Метамодерн — это революция уязвимости, тихий бунт новой прямоты.
При быстром пролистывании ленты события теряют свою энергию и свой смысл. Так же, как компульсивное переедание не даёт ощутить вкуса пищи, но сообщает лишь чувство вины, так и быстрое пролистывание новостной ленты не даёт нам осознания событий, но сообщает лишь чувство меланхолии. Это испарение смыслов одновременно вызывает тоску по этим смыслам, тоску по большому высказыванию, метанарративу: такая тоска по метанарративам и есть метамодерн.
Выкладывая в глобальную сеть своё произведение, художник или композитор уже не является властителем дум, вещающим со сцены филармонии или со стены престижного выставочного зала - он становится менестрелем, клоуном, ярмарочным торговцем, вступающим в бесчисленные ряды себе подобных.
Постмодернистский потлач в полной мере являет себя только в пространстве метамодерна: профессиональный философ, которого слушают меньше, чем блогера, композитор, который набирает меньше прослушиваний, чем школьник без музыкального слуха - вот он, праздник разбрасывания регалий, тотальный метамодернистский костер.
Минимализм - это также новая прекрасная предсказуемость, вновь обретенное музыкой право не удивлять, не шокировать, не обманывать ожидания на каждом повороте - право, утраченное ей в композиторской музыке последних веков.
Телевидение, вовлекая человека внутрь себя, не сообщает ему энергии, но поглощает его собственную. Вовлеченность без воодушевления как статичный подавленный аффект рождает телевизионную меланхолию – предшественницу меланхолии четвертой промышленной революции. Отдаляясь от реальности, человек живущий все больше превращается в человека, рассматривающего жизнь, в том числе и свою собственную – в бесконечных зеркалах сетевой саморепрезентации.

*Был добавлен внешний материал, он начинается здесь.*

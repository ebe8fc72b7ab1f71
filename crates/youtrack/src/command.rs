//! YouTrack command-language shaping.
//!
//! Custom fields, tags and links are all changed by posting a command string
//! such as `State Fixed`, `tag regression` or `relates to DEMO-2` to
//! `/api/commands`. This module builds those strings.

use crate::error::{Error, Result};
use std::fmt;
use std::str::FromStr;

/// Wrap a value in braces when it contains whitespace.
///
/// Multi-word values must be braced in the command language, single words
/// must not be (braces around `me` would look up a user named `{me}`).
pub fn quote(value: &str) -> String {
    let value = value.trim();
    if value.chars().any(char::is_whitespace) {
        format!("{{{value}}}")
    } else {
        value.to_string()
    }
}

/// Command that adds a tag.
pub fn tag(name: &str) -> String {
    format!("tag {}", quote(name))
}

/// Command that removes a tag.
pub fn untag(name: &str) -> String {
    format!("untag {}", quote(name))
}

/// Link verbs understood by default YouTrack link types.
#[derive(Debug, Clone, Copy, PartialEq, Eq)]
pub enum LinkVerb {
    /// Relates
    RelatesTo,
    /// Depend, target to source
    DependsOn,
    /// Depend, source to target
    IsRequiredFor,
    /// Duplicate, source to target
    Duplicates,
    /// Duplicate, target to source
    IsDuplicatedBy,
    /// Subtask, target to source
    SubtaskOf,
    /// Subtask, source to target
    ParentFor,
}

impl LinkVerb {
    /// All verbs, in display order.
    pub const ALL: [LinkVerb; 7] = [
        Self::RelatesTo,
        Self::DependsOn,
        Self::IsRequiredFor,
        Self::Duplicates,
        Self::IsDuplicatedBy,
        Self::SubtaskOf,
        Self::ParentFor,
    ];

    /// The phrase used in commands.
    pub fn as_str(self) -> &'static str {
        match self {
            Self::RelatesTo => "relates to",
            Self::DependsOn => "depends on",
            Self::IsRequiredFor => "is required for",
            Self::Duplicates => "duplicates",
            Self::IsDuplicatedBy => "is duplicated by",
            Self::SubtaskOf => "subtask of",
            Self::ParentFor => "parent for",
        }
    }

    /// Command that links the current issue to `target`.
    pub fn command(self, target: &str) -> String {
        format!("{} {}", self.as_str(), target.trim())
    }
}

impl fmt::Display for LinkVerb {
    fn fmt(&self, f: &mut fmt::Formatter<'_>) -> fmt::Result {
        f.write_str(self.as_str())
    }
}

impl FromStr for LinkVerb {
    type Err = Error;

    fn from_str(s: &str) -> Result<Self> {
        let normalized = s
            .trim()
            .to_lowercase()
            .replace(['-', '_'], " ")
            .split_whitespace()
            .collect::<Vec<_>>()
            .join(" ");

        match normalized.as_str() {
            "relates to" | "relates" | "related" | "relates with" => Ok(Self::RelatesTo),
            "depends on" | "depends" | "depend" => Ok(Self::DependsOn),
            "is required for" | "required for" | "blocks" => Ok(Self::IsRequiredFor),
            "duplicates" | "duplicate" => Ok(Self::Duplicates),
            "is duplicated by" | "duplicated by" => Ok(Self::IsDuplicatedBy),
            "subtask of" | "subtask" | "child of" => Ok(Self::SubtaskOf),
            "parent for" | "parent of" | "parent" => Ok(Self::ParentFor),
            _ => Err(Error::invalid(
                "link type",
                format!(
                    "'{s}'. Valid values: {}",
                    Self::ALL.map(Self::as_str).join(", ")
                ),
            )),
        }
    }
}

Сегодня — в ново-фольклорном «площадном» интернет-дискурсе, в новой прямоте плакатных надписей на одежде и архитектурных объектах, наконец, в бытовом юморе и, наоборот, не юморе — постирония становится основным тропом — главным способом правдивого высказывания о себе и о мире.
Романы Виктора Пелевина, ставшие чем-то вроде интеллектуальных «скреп» постсоветской и российской культуры последних десятилетий, показывают в чистом виде постмодернистскую рефлексию пустоты.